╭──

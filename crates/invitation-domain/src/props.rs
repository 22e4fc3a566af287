//! Nested props handed to the rendering layer.
//!
//! Field names here form the contract with the template components; they are
//! serialized in camelCase and must stay stable.

use serde::{Deserialize, Serialize};

use crate::value::{GalleryImage, StoryMoment};

#[derive(Clone, Debug, Default, PartialEq, Serialize, Deserialize)]
#[serde(rename_all = "camelCase")]
pub struct MergedTemplateProps {
    pub hero: HeroProps,
    pub welcome: WelcomeProps,
    pub couple: CoupleProps,
    pub countdown: CountdownProps,
    pub story: StoryProps,
    pub video: VideoProps,
    pub gallery: GalleryProps,
    pub itinerary: ItineraryProps,
    pub footer: FooterProps,
}

#[derive(Clone, Debug, Default, PartialEq, Serialize, Deserialize)]
#[serde(rename_all = "camelCase")]
pub struct HeroProps {
    pub couple_names: String,
    pub groom_name: String,
    pub bride_name: String,
    /// Formatted long date.
    pub event_date: String,
    /// Raw date as entered, for machine consumers.
    pub wedding_date: String,
    pub location: String,
    pub image_url: String,
}

#[derive(Clone, Debug, Default, PartialEq, Serialize, Deserialize)]
#[serde(rename_all = "camelCase")]
pub struct WelcomeProps {
    pub title: String,
    pub message: String,
}

#[derive(Clone, Debug, Default, PartialEq, Serialize, Deserialize)]
#[serde(rename_all = "camelCase")]
pub struct CoupleProps {
    pub title: String,
    pub groom_name: String,
    pub groom_description: String,
    pub groom_photo: String,
    pub bride_name: String,
    pub bride_description: String,
    pub bride_photo: String,
}

#[derive(Clone, Debug, Default, PartialEq, Serialize, Deserialize)]
#[serde(rename_all = "camelCase")]
pub struct CountdownProps {
    pub title: String,
    pub target_date: String,
    pub background_image: String,
}

#[derive(Clone, Debug, Default, PartialEq, Serialize, Deserialize)]
#[serde(rename_all = "camelCase")]
pub struct StoryProps {
    pub title: String,
    pub moments: Vec<StoryMoment>,
}

#[derive(Clone, Debug, Default, PartialEq, Serialize, Deserialize)]
#[serde(rename_all = "camelCase")]
pub struct VideoProps {
    pub title: String,
    pub video_url: String,
}

#[derive(Clone, Debug, Default, PartialEq, Serialize, Deserialize)]
#[serde(rename_all = "camelCase")]
pub struct GalleryProps {
    pub title: String,
    pub images: Vec<GalleryImage>,
}

#[derive(Clone, Copy, Debug, PartialEq, Eq, Serialize, Deserialize)]
#[serde(rename_all = "lowercase")]
pub enum ItineraryEventKind {
    Ceremony,
    Reception,
    Party,
}

impl ItineraryEventKind {
    pub const ALL: [ItineraryEventKind; 3] = [
        ItineraryEventKind::Ceremony,
        ItineraryEventKind::Reception,
        ItineraryEventKind::Party,
    ];

    /// Field key prefix, e.g. `ceremony` for `ceremony_time`.
    pub fn key_prefix(self) -> &'static str {
        match self {
            ItineraryEventKind::Ceremony => "ceremony",
            ItineraryEventKind::Reception => "reception",
            ItineraryEventKind::Party => "party",
        }
    }

    pub fn display_name(self) -> &'static str {
        match self {
            ItineraryEventKind::Ceremony => "Ceremonia",
            ItineraryEventKind::Reception => "Recepción",
            ItineraryEventKind::Party => "Fiesta",
        }
    }
}

#[derive(Clone, Debug, PartialEq, Serialize, Deserialize)]
#[serde(rename_all = "camelCase")]
pub struct ItineraryEvent {
    pub kind: ItineraryEventKind,
    pub name: String,
    pub time: String,
    pub location: String,
}

#[derive(Clone, Debug, Default, PartialEq, Serialize, Deserialize)]
#[serde(rename_all = "camelCase")]
pub struct ItineraryProps {
    pub title: String,
    pub events: Vec<ItineraryEvent>,
}

#[derive(Clone, Debug, Default, PartialEq, Serialize, Deserialize)]
#[serde(rename_all = "camelCase")]
pub struct FooterProps {
    pub couple_names: String,
    /// Uppercase variant of the formatted date.
    pub event_date: String,
    pub message: String,
    pub hashtag: String,
}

╰──

WHAT YOU ARE ASKED TO DO -
Lines from the entries that contain the string "CoupleProps" must be found and copied.

TASK OUTPUT -
    pub couple: CoupleProps,
pub struct CoupleProps {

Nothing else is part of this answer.